Ten years ago, Mohamed graduated from Medical School in Somalia. He completed training with the International Committee of the Red Cross and began to work in hospitals in Somalia and East Africa. For the next six years he worked with the Red Cross and Doctors Without Borders in Somalia and East Africa, helping primarily with emergency medicine and surgery for patients who had been wounded in the civil war. When deteriorating security conditions forced most non-governmental organizations to evacuate the region in 2014, Mohamed applied to join his wife and son in Minnesota.
Now based in Mankato, Mohamed works for MCC Refugee Services where he is spearheading a new approach to refugee health management as one of the first Somali Community Health Workers in Mankato.

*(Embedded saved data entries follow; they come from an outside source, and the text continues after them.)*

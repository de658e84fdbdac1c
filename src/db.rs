//! Database connection pool management.
//!
//! This module provides utilities for:
//! - Creating a bounded PostgreSQL connection pool shared by all repositories
//! - Closing every pooled connection at process shutdown

use std::time::Duration;

use sqlx::postgres::{PgConnectOptions, PgPoolOptions};
use sqlx::{Pool, Postgres};

use crate::config::Config;

/// Type alias for PostgreSQL connection pool.
///
/// Instead of writing `Pool<Postgres>` everywhere, we can use `DbPool`.
/// The pool is internally reference-counted: cloning the handle shares the
/// same underlying set of connections, so one pool exists per process as
/// long as it is created once at startup and passed down from there.
pub type DbPool = Pool<Postgres>;

/// Minimum number of connections kept open at all times.
const POOL_MIN_CONNECTIONS: u32 = 2;

/// Maximum number of connections the pool may open.
const POOL_MAX_CONNECTIONS: u32 = 10;

/// How long an acquire waits for a free connection before failing.
///
/// When all 10 connections are in flight, callers block up to this long and
/// then receive `sqlx::Error::PoolTimedOut`, surfaced to HTTP clients as 503.
const POOL_ACQUIRE_TIMEOUT: Duration = Duration::from_secs(30);

/// Create the PostgreSQL connection pool.
///
/// A connection pool maintains multiple database connections that can be reused across HTTP requests which is much more efficient than opening a new connection for each request.
///
/// # Arguments
///
/// * `config` - Application configuration carrying the connection parameters
///
/// # Configuration
///
/// - Minimum connections: 2 (opened eagerly, kept alive for reuse)
/// - Maximum connections: 10
/// - Acquire timeout: 30 seconds, then the acquire fails
///
/// # Errors
///
/// Returns an error if:
/// - Cannot connect to the PostgreSQL server
/// - Database authentication fails
pub async fn create_pool(config: &Config) -> Result<DbPool, sqlx::Error> {
    let options = PgConnectOptions::new()
        .host(&config.db_host)
        .port(config.db_port)
        .database(&config.db_name)
        .username(&config.db_user)
        .password(&config.db_password)
        // Shows up in pg_stat_activity for monitoring
        .application_name("library_api");

    let pool = PgPoolOptions::new()
        .min_connections(POOL_MIN_CONNECTIONS)
        .max_connections(POOL_MAX_CONNECTIONS)
        .acquire_timeout(POOL_ACQUIRE_TIMEOUT)
        .connect_with(options)
        .await?;

    // Verify connectivity before the server starts accepting requests
    sqlx::query("SELECT 1").execute(&pool).await?;

    tracing::info!(
        min_connections = POOL_MIN_CONNECTIONS,
        max_connections = POOL_MAX_CONNECTIONS,
        "Database connection pool created"
    );

    Ok(pool)
}

/// Close every pooled connection.
///
/// Called once at process shutdown, after the HTTP server has drained.
/// Any acquire attempted after this returns `sqlx::Error::PoolClosed`.
pub async fn close_pool(pool: &DbPool) {
    pool.close().await;
    tracing::info!("Database connection pool closed");
}
/// Validate book fields, returning the first violated rule.
///
/// Rules:
/// - `titulo`, `autor_id`, `anio_publicacion` and `genero` are all required
/// - Title: non-empty after trim
/// - Author id: positive integer
/// - Publication year: between 1000 and 2100
/// - Genre: at least 2 characters after trim (validated only; the `libros`
///   table has no genre column)
///
/// The ISBN requirement is enforced by [`NewBook::new`] at construction.
fn validate_book(request: &CreateBookRequest) -> Result<NewBook, AppError> {
    let title = request
        .title
        .as_deref()
        .ok_or_else(|| AppError::Validation("the field 'titulo' is required".to_string()))?;

    let author_id = request
        .author_id
        .ok_or_else(|| AppError::Validation("the field 'autor_id' is required".to_string()))?;

    let publication_year = request.publication_year.ok_or_else(|| {
        AppError::Validation("the field 'anio_publicacion' is required".to_string())
    })?;

    let genre = request
        .genre
        .as_deref()
        .ok_or_else(|| AppError::Validation("the field 'genero' is required".to_string()))?;

    if title.trim().is_empty() {
        return Err(AppError::Validation("title cannot be empty".to_string()));
    }

    if author_id <= 0 {
        return Err(AppError::Validation(
            "author id must be a positive integer".to_string(),
        ));
    }

    if !(MIN_PUBLICATION_YEAR..=MAX_PUBLICATION_YEAR).contains(&publication_year) {
        return Err(AppError::Validation(format!(
            "publication year must be between {MIN_PUBLICATION_YEAR} and {MAX_PUBLICATION_YEAR}"
        )));
    }

    if genre.trim().chars().count() < 2 {
        return Err(AppError::Validation(
            "genre must be at least 2 characters long".to_string(),
        ));
    }

    NewBook::new(
        title,
        request.isbn.as_deref().unwrap_or(""),
        Some(publication_year),
        author_id,
    )
}

#[cfg(test)]
mod tests {
    use super::*;
    use crate::models::author::CreateAuthorRequest;
    use crate::services::AuthorService;
    use crate::test_utils::{InMemoryAuthorRepository, InMemoryBookRepository};

    fn services() -> (
        BookService<InMemoryBookRepository, InMemoryAuthorRepository>,
        AuthorService<InMemoryAuthorRepository>,
    ) {
        let authors = InMemoryAuthorRepository::default();
        let books = InMemoryBookRepository::default();
        (
            BookService::new(books, authors.clone()),
            AuthorService::new(authors),
        )
    }

    async fn seeded_author(authors: &AuthorService<InMemoryAuthorRepository>) -> Author {
        authors
            .create(CreateAuthorRequest {
                name: Some("Gabriel García Márquez".to_string()),
                nationality: Some("Colombiana".to_string()),
                birth_date: Some("1927-03-06".to_string()),
            })
            .await
            .unwrap()
    }

    fn soledad(author_id: i32) -> CreateBookRequest {
        CreateBookRequest {
            title: Some("Cien años de soledad".to_string()),
            isbn: Some("9783161484100".to_string()),
            publication_year: Some(1967),
            author_id: Some(author_id),
            genre: Some("Novela".to_string()),
        }
    }

    #[tokio::test]
    async fn create_enriches_the_result_with_the_author() {
        let (books, authors) = services();
        let author = seeded_author(&authors).await;

        let created = books.create(soledad(author.id)).await.unwrap();

        assert!(created.book.id > 0);
        assert_eq!(created.book.title, "Cien años de soledad");
        assert_eq!(
            created.author.as_ref().map(|a| a.name.as_str()),
            Some("Gabriel García Márquez")
        );
    }

    #[tokio::test]
    async fn create_fails_referential_integrity_and_persists_nothing() {
        let (books, _authors) = services();

        let result = books.create(soledad(42)).await;

        assert!(matches!(result, Err(AppError::ReferentialIntegrity(_))));
        assert!(books.get_all().await.unwrap().is_empty());
    }

    #[tokio::test]
    async fn out_of_range_year_fails_validation_before_the_author_lookup() {
        let (books, authors) = services();
        let author = seeded_author(&authors).await;
        let request = CreateBookRequest {
            publication_year: Some(3000),
            ..soledad(author.id)
        };

        let result = books.create(request).await;

        // A validation error, not referential-integrity: the year check
        // runs before any author lookup
        assert!(matches!(result, Err(AppError::Validation(_))));
    }

    #[tokio::test]
    async fn create_rejects_short_genre() {
        let (books, authors) = services();
        let author = seeded_author(&authors).await;
        let request = CreateBookRequest {
            genre: Some("N".to_string()),
            ..soledad(author.id)
        };

        assert!(matches!(
            books.create(request).await,
            Err(AppError::Validation(_))
        ));
    }

    #[tokio::test]
    async fn create_rejects_missing_isbn() {
        let (books, authors) = services();
        let author = seeded_author(&authors).await;
        let request = CreateBookRequest {
            isbn: None,
            ..soledad(author.id)
        };

        assert!(matches!(
            books.create(request).await,
            Err(AppError::Validation(_))
        ));
    }

    #[tokio::test]
    async fn get_by_id_rejects_non_positive_ids_before_storage() {
        let (books, _authors) = services();

        assert!(matches!(
            books.get_by_id(0).await,
            Err(AppError::InvalidArgument(_))
        ));
    }

    #[tokio::test]
    async fn get_by_id_returns_none_for_missing_book() {
        let (books, _authors) = services();

        assert_eq!(books.get_by_id(7).await.unwrap(), None);
    }

    #[tokio::test]
    async fn dangling_author_reference_enriches_with_null() {
        let (books, authors) = services();
        let author = seeded_author(&authors).await;
        let created = books.create(soledad(author.id)).await.unwrap();

        // Delete the author out-of-band, leaving the book dangling
        authors.delete(author.id).await.unwrap();

        let fetched = books.get_by_id(created.book.id).await.unwrap().unwrap();

        assert_eq!(fetched.book, created.book);
        assert_eq!(fetched.author, None);
    }

    #[tokio::test]
    async fn get_all_returns_bare_books_ordered_by_title() {
        let (books, authors) = services();
        let author = seeded_author(&authors).await;
        books.create(soledad(author.id)).await.unwrap();
        books
            .create(CreateBookRequest {
                title: Some("El coronel no tiene quien le escriba".to_string()),
                isbn: Some("9780060733308".to_string()),
                publication_year: Some(1961),
                author_id: Some(author.id),
                genre: Some("Novela corta".to_string()),
            })
            .await
            .unwrap();

        let all = books.get_all().await.unwrap();

        assert_eq!(all.len(), 2);
        assert_eq!(all[0].title, "Cien años de soledad");
        assert_eq!(all[1].title, "El coronel no tiene quien le escriba");
    }

    #[tokio::test]
    async fn get_by_author_enriches_every_book() {
        let (books, authors) = services();
        let author = seeded_author(&authors).await;
        books.create(soledad(author.id)).await.unwrap();

        let by_author = books.get_by_author(author.id).await.unwrap();

        assert_eq!(by_author.len(), 1);
        assert_eq!(by_author[0].author.as_ref().unwrap().id, author.id);
    }

    #[tokio::test]
    async fn get_by_author_fails_for_missing_author() {
        let (books, _authors) = services();

        assert!(matches!(
            books.get_by_author(42).await,
            Err(AppError::ReferentialIntegrity(_))
        ));
    }

    #[tokio::test]
    async fn update_fails_not_found_for_missing_book() {
        let (books, authors) = services();
        let author = seeded_author(&authors).await;

        let result = books.update(42, soledad(author.id)).await;

        assert!(matches!(result, Err(AppError::NotFound(_))));
    }

    #[tokio::test]
    async fn update_revalidates_the_referenced_author() {
        let (books, authors) = services();
        let author = seeded_author(&authors).await;
        let created = books.create(soledad(author.id)).await.unwrap();

        let result = books
            .update(
                created.book.id,
                CreateBookRequest {
                    author_id: Some(99),
                    ..soledad(author.id)
                },
            )
            .await;

        assert!(matches!(result, Err(AppError::ReferentialIntegrity(_))));
    }

    #[tokio::test]
    async fn update_persists_and_enriches() {
        let (books, authors) = services();
        let author = seeded_author(&authors).await;
        let created = books.create(soledad(author.id)).await.unwrap();

        let updated = books
            .update(
                created.book.id,
                CreateBookRequest {
                    publication_year: Some(1970),
                    ..soledad(author.id)
                },
            )
            .await
            .unwrap();

        assert_eq!(updated.book.id, created.book.id);
        assert_eq!(updated.book.publication_year, Some(1970));
        assert!(updated.author.is_some());
    }

    #[tokio::test]
    async fn delete_is_true_then_false_for_the_same_id() {
        let (books, authors) = services();
        let author = seeded_author(&authors).await;
        let created = books.create(soledad(author.id)).await.unwrap();

        assert!(books.delete(created.book.id).await.unwrap());
        assert!(!books.delete(created.book.id).await.unwrap());
    }
}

He completed CHW training through a pilot program with Mayo Clinic in 2017 and completed his intern hours at the Mayo Clinic in St. Peter.
Mohamed’s work with MCC includes participatory training events called Health Connections as well as direct patient coordination. He shared that mental health is a particular focus of his and he is passionate about dispelling the stigma around mental illness, as well as helping people identify resources that will help them live well. He is also an imam in the community and shared about how he helps draw connections between faith, the Qur’an, and mental wellness, emphasizing that it is good to seek help when individuals struggle with depression, anxiety, PTSD, or other mental illnesses.
When asked if he would like to pursue the process of being a board-certified physician in the United States, he said with a laugh, “Of course, that’s always a dream,” but emphasized the many ways in which his work now is teaching him about health care in America and continuing the work of helping patients live healthier lives.